ABUJA — Nigeria’s current account surplus rose by 255.7 per cent quarter-on-quarter to $4.98bn in the first quarter of 2026, driven by higher earnings from crude oil, gas and refined petroleum exports, as well as a sharp decline in petroleum product imports, according to the Central Bank of Nigeria (CBN).
The apex bank, in its Q1 2026 Balance of Payments Highlights released on Wednesday, said the current account surplus increased significantly from $1.40bn recorded in the fourth quarter of 2025 and was also higher than the $3.41bn posted in the corresponding period of 2025.
The CBN attributed the stronger external position to rising export receipts from the oil and gas sector, increased refined petroleum exports and lower import bills for petroleum products, alongside reduced net outflows on the primary income account.
“Provisional balance of payments statistics for Q1 2026 show a current account surplus of $4.98bn, which was higher than the $1.40bn and $3.41bn recorded in the preceding quarter (Q4 2025) and corresponding period (Q1 2025), respectively,” the report stated.
Crude oil export earnings rose to $8.11bn in the first quarter from $6.77bn in the preceding quarter, while gas exports increased to $2.53bn from $2.24bn. Refined petroleum product exports also climbed to $2.37bn from $1.97bn during the same period.
At the same time, imports of refined petroleum products fell sharply by 87.5 per cent to $310m from $2.48bn recorded in the fourth quarter of 2025.
Goods Trade Surplus Strengthens
The goods account, the largest component of the current account, recorded a surplus of $5.95bn in Q1 2026, compared with $1.77bn in the preceding quarter and $3.35bn in the corresponding quarter of 2025.
“The goods account (a major sub-account in the current account) recorded a significantly higher surplus of $5.95bn in Q1 2026, as against $1.77bn and $3.35bn recorded in the preceding quarter and corresponding period of 2025,” the CBN said.
The stronger performance was supported by a rise in total exports to $15.49bn from $13.36bn in Q4 2025, driven largely by higher crude oil and gas shipments.
Total imports, however, declined to $9.54bn from $11.59bn, reflecting lower purchases of refined petroleum products and non-oil goods.
Crude oil exports increased by 19.8 per cent quarter-on-quarter, while gas exports rose by 13 per cent. Refined petroleum exports expanded by 20.3 per cent, while non-oil exports edged up by 4.6 per cent to $2.49bn.
On the import side, non-oil imports fell by 10.5 per cent to $7.85bn. However, crude oil imports increased to $1.39bn from $340m in the previous quarter.

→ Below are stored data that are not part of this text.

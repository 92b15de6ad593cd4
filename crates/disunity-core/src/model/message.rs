//! Messages attached to component interactions and returned by follow-ups.

use serde::{Deserialize, Serialize};
use serde_json::Value;
use time::OffsetDateTime;
use time::format_description::well_known::Rfc3339;

use super::user::User;

/// Metadata about the interaction that created a message.
#[derive(Debug, Clone, PartialEq, Serialize, Deserialize)]
pub struct MessageInteraction {
    /// Interaction snowflake.
    pub id: String,
    /// Name of the command that was invoked.
    #[serde(default)]
    pub name: Option<String>,
    /// The user who invoked the interaction.
    pub user: User,
}

/// A channel message.
#[derive(Debug, Clone, PartialEq, Serialize, Deserialize)]
pub struct Message {
    /// Snowflake identifier.
    pub id: String,
    /// Channel the message lives in.
    #[serde(default)]
    pub channel_id: Option<String>,
    /// Message author.
    #[serde(default)]
    pub author: Option<User>,
    /// Text content.
    #[serde(default)]
    pub content: String,
    /// Creation timestamp (ISO 8601).
    #[serde(default)]
    pub timestamp: Option<String>,
    /// Embeds, as raw JSON.
    #[serde(default)]
    pub embeds: Vec<Value>,
    /// Component rows, as raw JSON.
    #[serde(default)]
    pub components: Vec<Value>,
    /// Attachments, as raw JSON.
    #[serde(default)]
    pub attachments: Vec<Value>,
    /// Present when the message is an interaction response.
    #[serde(default)]
    pub interaction: Option<MessageInteraction>,
}

impl Message {
    /// Parses the creation timestamp.
    ///
    /// Returns `None` when the timestamp is absent or not RFC 3339.
    pub fn created_at(&self) -> Option<OffsetDateTime> {
        self.timestamp
            .as_deref()
            .and_then(|ts| OffsetDateTime::parse(ts, &Rfc3339).ok())
    }
}

#[cfg(test)]
mod tests {
    use super::*;
    use serde_json::json;
    use time::macros::datetime;

    #[test]
    fn test_created_at_parses_platform_timestamps() {
        let message: Message = serde_json::from_value(json!({
            "id": "1",
            "timestamp": "2021-05-19T02:12:51.710000+00:00"
        }))
        .unwrap();

        assert_eq!(
            message.created_at(),
            Some(datetime!(2021-05-19 02:12:51.71 UTC))
        );
    }

    #[test]
    fn test_created_at_tolerates_missing_or_bad_timestamps() {
        let missing: Message = serde_json::from_value(json!({ "id": "1" })).unwrap();
        assert_eq!(missing.created_at(), None);

        let bad: Message =
            serde_json::from_value(json!({ "id": "1", "timestamp": "yesterday" })).unwrap();
        assert_eq!(bad.created_at(), None);
    }
}
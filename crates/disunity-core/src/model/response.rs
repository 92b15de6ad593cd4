//! Interaction response bodies.
//!
//! The first reply to every interaction is an [`InteractionResponse`]: a kind
//! code plus optional kind-specific data. Component and embed payloads are
//! kept as raw JSON; building them is left to the application.

use serde::ser::SerializeStruct;
use serde::{Deserialize, Serialize, Serializer};
use serde_json::{Map, Value, json};

/// Message flag limiting visibility to the invoking user.
pub const EPHEMERAL_FLAG: u64 = 1 << 6;

/// The kind of an interaction response (`type` of the response body).
#[derive(Debug, Clone, Copy, PartialEq, Eq, Hash)]
pub enum ResponseKind {
    /// Acknowledges a ping.
    Pong,
    /// Responds with a message.
    ChannelMessage,
    /// Acknowledges now, shows a loading state, message follows later.
    DeferredChannelMessage,
    /// Acknowledges a component now, the message may be edited later.
    DeferredUpdateMessage,
    /// Edits the message the component is attached to.
    UpdateMessage,
    /// Responds to an autocomplete query with choices.
    AutocompleteResult,
    /// Responds with a modal form.
    Modal,
}

impl ResponseKind {
    /// Returns the wire code.
    pub fn code(self) -> u8 {
        match self {
            Self::Pong => 1,
            Self::ChannelMessage => 4,
            Self::DeferredChannelMessage => 5,
            Self::DeferredUpdateMessage => 6,
            Self::UpdateMessage => 7,
            Self::AutocompleteResult => 8,
            Self::Modal => 9,
        }
    }

    /// Maps a wire code to a kind.
    pub fn from_code(code: u8) -> Option<Self> {
        Some(match code {
            1 => Self::Pong,
            4 => Self::ChannelMessage,
            5 => Self::DeferredChannelMessage,
            6 => Self::DeferredUpdateMessage,
            7 => Self::UpdateMessage,
            8 => Self::AutocompleteResult,
            9 => Self::Modal,
            _ => return None,
        })
    }

    /// Returns `true` for the two placeholder acknowledgements.
    pub fn is_deferred(self) -> bool {
        matches!(
            self,
            Self::DeferredChannelMessage | Self::DeferredUpdateMessage
        )
    }
}

impl Serialize for ResponseKind {
    fn serialize<S: Serializer>(&self, serializer: S) -> Result<S::Ok, S::Error> {
        serializer.serialize_u8(self.code())
    }
}

impl<'de> Deserialize<'de> for ResponseKind {
    fn deserialize<D: serde::Deserializer<'de>>(deserializer: D) -> Result<Self, D::Error> {
        let code = u8::deserialize(deserializer)?;
        Self::from_code(code)
            .ok_or_else(|| serde::de::Error::custom(format!("unknown response kind {code}")))
    }
}

// =============================================================================
// MessageBody
// =============================================================================

/// The content of a message sent as a response, follow-up or edit.
#[derive(Debug, Clone, Default, PartialEq, Serialize, Deserialize)]
pub struct MessageBody {
    /// Text content.
    #[serde(default, skip_serializing_if = "Option::is_none")]
    pub content: Option<String>,
    /// Embeds, as raw JSON.
    #[serde(default, skip_serializing_if = "Vec::is_empty")]
    pub embeds: Vec<Value>,
    /// Component rows, as raw JSON.
    #[serde(default, skip_serializing_if = "Vec::is_empty")]
    pub components: Vec<Value>,
    /// Message flags.
    #[serde(default, skip_serializing_if = "Option::is_none")]
    pub flags: Option<u64>,
}

impl MessageBody {
    /// Creates an empty message body.
    pub fn new() -> Self {
        Self::default()
    }

    /// Creates a message body with text content.
    pub fn text(content: impl Into<String>) -> Self {
        Self {
            content: Some(content.into()),
            ..Self::default()
        }
    }

    /// Sets the text content.
    pub fn content(mut self, content: impl Into<String>) -> Self {
        self.content = Some(content.into());
        self
    }

    /// Appends an embed.
    pub fn embed(mut self, embed: Value) -> Self {
        self.embeds.push(embed);
        self
    }

    /// Appends a component row.
    pub fn component_row(mut self, row: Value) -> Self {
        self.components.push(row);
        self
    }

    /// Marks the message as visible to the invoking user only.
    pub fn ephemeral(mut self) -> Self {
        self.flags = Some(self.flags.unwrap_or(0) | EPHEMERAL_FLAG);
        self
    }

    /// Returns `true` if the ephemeral flag is set.
    pub fn is_ephemeral(&self) -> bool {
        self.flags.is_some_and(|f| f & EPHEMERAL_FLAG != 0)
    }

    /// Converts the body to a JSON value.
    pub fn to_value(&self) -> Value {
        serde_json::to_value(self).unwrap_or_else(|_| Value::Object(Map::new()))
    }
}

impl From<&str> for MessageBody {
    fn from(content: &str) -> Self {
        Self::text(content)
    }
}

impl From<String> for MessageBody {
    fn from(content: String) -> Self {
        Self::text(content)
    }
}

// =============================================================================
// InteractionResponse
// =============================================================================

/// The structured body returned as the first response to an interaction.
#[derive(Debug, Clone, PartialEq, Deserialize)]
pub struct InteractionResponse {
    /// Response kind.
    #[serde(rename = "type")]
    pub kind: ResponseKind,
    /// Kind-specific data.
    #[serde(default)]
    pub data: Option<Value>,
}

impl Serialize for InteractionResponse {
    fn serialize<S: Serializer>(&self, serializer: S) -> Result<S::Ok, S::Error> {
        let len = if self.data.is_some() { 2 } else { 1 };
        let mut state = serializer.serialize_struct("InteractionResponse", len)?;
        state.serialize_field("type", &self.kind)?;
        if let Some(data) = &self.data {
            state.serialize_field("data", data)?;
        }
        state.end()
    }
}

impl InteractionResponse {
    /// Creates a response of the given kind without data.
    pub fn new(kind: ResponseKind) -> Self {
        Self { kind, data: None }
    }

    /// Creates a response of the given kind with data.
    pub fn with_data(kind: ResponseKind, data: Value) -> Self {
        Self {
            kind,
            data: Some(data),
        }
    }

    /// Acknowledges a ping.
    pub fn pong() -> Self {
        Self::new(ResponseKind::Pong)
    }

    /// Responds with a message.
    pub fn message(body: impl Into<MessageBody>) -> Self {
        Self::with_data(ResponseKind::ChannelMessage, body.into().to_value())
    }

    /// Responds with a message only the invoking user can see.
    pub fn ephemeral_message(content: impl Into<String>) -> Self {
        Self::message(MessageBody::text(content).ephemeral())
    }

    /// Edits the message a component is attached to.
    pub fn update(body: impl Into<MessageBody>) -> Self {
        Self::with_data(ResponseKind::UpdateMessage, body.into().to_value())
    }

    /// Placeholder acknowledgement of the given deferred kind.
    ///
    /// The ephemeral flag is carried in `data.flags` when requested.
    pub fn deferred(kind: ResponseKind, ephemeral: bool) -> Self {
        if ephemeral {
            Self::with_data(kind, json!({ "flags": EPHEMERAL_FLAG }))
        } else {
            Self::new(kind)
        }
    }

    /// Responds to an autocomplete query.
    ///
    /// `choices` is a list of `{ "name": ..., "value": ... }` objects.
    pub fn autocomplete(choices: Vec<Value>) -> Self {
        Self::with_data(ResponseKind::AutocompleteResult, json!({ "choices": choices }))
    }

    /// Responds with a modal form, given as raw JSON.
    pub fn modal(modal: Value) -> Self {
        Self::with_data(ResponseKind::Modal, modal)
    }

    /// Returns `true` if `data.flags` carries the ephemeral bit.
    pub fn is_ephemeral(&self) -> bool {
        self.data
            .as_ref()
            .and_then(|d| d.get("flags"))
            .and_then(Value::as_u64)
            .is_some_and(|f| f & EPHEMERAL_FLAG != 0)
    }

    /// Converts the response to a JSON value.
    pub fn to_value(&self) -> Value {
        match &self.data {
            Some(data) => json!({ "type": self.kind.code(), "data": data }),
            None => json!({ "type": self.kind.code() }),
        }
    }
}

#[cfg(test)]
mod tests {
    use super::*;

    #[test]
    fn test_pong_serializes_to_type_only() {
        assert_eq!(
            serde_json::to_value(InteractionResponse::pong()).unwrap(),
            json!({ "type": 1 })
        );
    }

    #[test]
    fn test_deferred_ephemeral_carries_flag() {
        let response = InteractionResponse::deferred(ResponseKind::DeferredChannelMessage, true);
        assert_eq!(response.to_value(), json!({ "type": 5, "data": { "flags": 64 } }));
        assert!(response.is_ephemeral());

        let public = InteractionResponse::deferred(ResponseKind::DeferredUpdateMessage, false);
        assert_eq!(public.to_value(), json!({ "type": 6 }));
        assert!(!public.is_ephemeral());
    }

    #[test]
    fn test_ephemeral_message_body() {
        let response = InteractionResponse::ephemeral_message("hidden");
        assert_eq!(
            serde_json::to_value(&response).unwrap(),
            json!({ "type": 4, "data": { "content": "hidden", "flags": 64 } })
        );
    }

    #[test]
    fn test_response_deserializes_known_kinds_only() {
        let ok: InteractionResponse =
            serde_json::from_value(json!({ "type": 7, "data": { "content": "x" } })).unwrap();
        assert_eq!(ok.kind, ResponseKind::UpdateMessage);

        assert!(serde_json::from_value::<InteractionResponse>(json!({ "type": 2 })).is_err());
    }

    #[test]
    fn test_message_body_builder() {
        let body = MessageBody::new()
            .content("hi")
            .embed(json!({ "title": "t" }))
            .ephemeral();
        assert!(body.is_ephemeral());
        assert_eq!(
            body.to_value(),
            json!({ "content": "hi", "embeds": [{ "title": "t" }], "flags": 64 })
        );
    }
}
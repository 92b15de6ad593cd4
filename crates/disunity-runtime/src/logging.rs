//! Subscriber setup from the `[logging]` section.
//!
//! ```toml
//! [logging]
//! level = "info"
//! format = "pretty"
//! span_events = { close = true }   # per-request latency of the `dispatch` span
//!
//! [logging.filters]
//! disunity_transport = "trace"
//! ```
//!
//! `RUST_LOG`, when set, replaces `level`; `filters` still apply on top.

use std::path::Path;

use tracing_appender::rolling::{RollingFileAppender, Rotation};
use tracing_subscriber::filter::Directive;
use tracing_subscriber::fmt::format::FmtSpan;
use tracing_subscriber::fmt::writer::BoxMakeWriter;
use tracing_subscriber::layer::SubscriberExt;
use tracing_subscriber::util::{SubscriberInitExt, TryInitError};
use tracing_subscriber::{EnvFilter, Layer, Registry, fmt};

use crate::config::{LogFormat, LogOutput, LoggingConfig, SpanEventConfig};

type BoxedLayer = Box<dyn Layer<Registry> + Send + Sync>;

/// Installs the global subscriber described by `config`.
///
/// Does nothing if a subscriber is already installed, for example by an
/// application embedding the runtime.
pub fn init_from_config(config: &LoggingConfig) {
    let _ = try_init(config);
}

/// Like [`init_from_config`], but reports an already installed subscriber.
pub fn try_init(config: &LoggingConfig) -> Result<(), TryInitError> {
    tracing_subscriber::registry()
        .with(fmt_layer(config))
        .with(env_filter(config))
        .try_init()
}

fn env_filter(config: &LoggingConfig) -> EnvFilter {
    let base = EnvFilter::try_from_default_env()
        .unwrap_or_else(|_| EnvFilter::new(config.level.as_str()));

    config
        .filters
        .iter()
        .filter_map(|(module, level)| format!("{module}={level}").parse::<Directive>().ok())
        .fold(base, EnvFilter::add_directive)
}

fn fmt_layer(config: &LoggingConfig) -> BoxedLayer {
    let layer = fmt::layer()
        .with_writer(writer(config))
        .with_span_events(span_events(&config.span_events))
        .with_thread_ids(config.thread_ids)
        .with_file(config.file_location)
        .with_line_number(config.file_location);

    match config.format {
        LogFormat::Full => layer.boxed(),
        LogFormat::Pretty => layer.pretty().boxed(),
        #[cfg(feature = "json-log")]
        LogFormat::Json => layer.json().boxed(),
        // Compact, and json without the json-log feature.
        _ => layer.compact().boxed(),
    }
}

fn span_events(config: &SpanEventConfig) -> FmtSpan {
    [
        (config.new, FmtSpan::NEW),
        (config.enter, FmtSpan::ENTER),
        (config.exit, FmtSpan::EXIT),
        (config.close, FmtSpan::CLOSE),
    ]
    .into_iter()
    .filter(|(enabled, _)| *enabled)
    .fold(FmtSpan::NONE, |events, (_, event)| events | event)
}

/// File output without a usable `file_path` goes to stdout.
fn writer(config: &LoggingConfig) -> BoxMakeWriter {
    match config.output {
        LogOutput::Stdout => BoxMakeWriter::new(std::io::stdout),
        LogOutput::Stderr => BoxMakeWriter::new(std::io::stderr),
        LogOutput::File => match rolling_file(config) {
            Some(appender) => BoxMakeWriter::new(appender),
            None => BoxMakeWriter::new(std::io::stdout),
        },
    }
}

/// Opens a daily rolling appender named after `file_path`.
fn rolling_file(config: &LoggingConfig) -> Option<RollingFileAppender> {
    let path = config.file_path.as_deref()?;
    let prefix = path.file_name()?.to_string_lossy().into_owned();
    let directory = path
        .parent()
        .filter(|dir| !dir.as_os_str().is_empty())
        .unwrap_or_else(|| Path::new("."));

    RollingFileAppender::builder()
        .rotation(Rotation::DAILY)
        .filename_prefix(prefix)
        .max_log_files(config.max_files.max(1) as usize)
        .build(directory)
        .ok()
}

#[cfg(test)]
mod tests {
    use super::*;
    use crate::config::LogLevel;

    #[test]
    fn test_span_events() {
        let config = SpanEventConfig {
            new: true,
            close: true,
            ..Default::default()
        };
        assert_eq!(span_events(&config), FmtSpan::NEW | FmtSpan::CLOSE);
        assert_eq!(span_events(&SpanEventConfig::default()), FmtSpan::NONE);
    }

    #[test]
    fn test_module_filters_are_added() {
        let mut config = LoggingConfig::default();
        config
            .filters
            .insert("disunity_transport".into(), LogLevel::Trace);

        let filter = env_filter(&config).to_string();
        assert!(filter.contains("disunity_transport=trace"), "{filter}");
    }

    #[test]
    fn test_rolling_file_requires_path() {
        assert!(rolling_file(&LoggingConfig::default()).is_none());

        let dir = std::env::temp_dir().join(format!("disunity-log-{}", std::process::id()));
        std::fs::create_dir_all(&dir).unwrap();
        let config = LoggingConfig {
            output: LogOutput::File,
            file_path: Some(dir.join("disunity.log")),
            ..Default::default()
        };
        assert!(rolling_file(&config).is_some());
    }

    #[test]
    fn test_init_twice_does_not_panic() {
        init_from_config(&LoggingConfig::default());
        init_from_config(&LoggingConfig::default());
        assert!(try_init(&LoggingConfig::default()).is_err());
    }
}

Services, Remittances Show Mixed Performance
The report showed that net outflows on the services account widened to $3.71bn from $3.32bn in the preceding quarter, mainly due to increased spending on travel and other business services.
“The increase in net out-payments for services was largely due to increases in net debits in travel and other business services,” the bank stated.
Meanwhile, the primary income deficit narrowed to $2.83bn from $3.27bn, reflecting lower dividend and interest payments to foreign investors.
According to the CBN, the improvement was largely driven by a reduction in payments to non-resident investors, particularly direct investors.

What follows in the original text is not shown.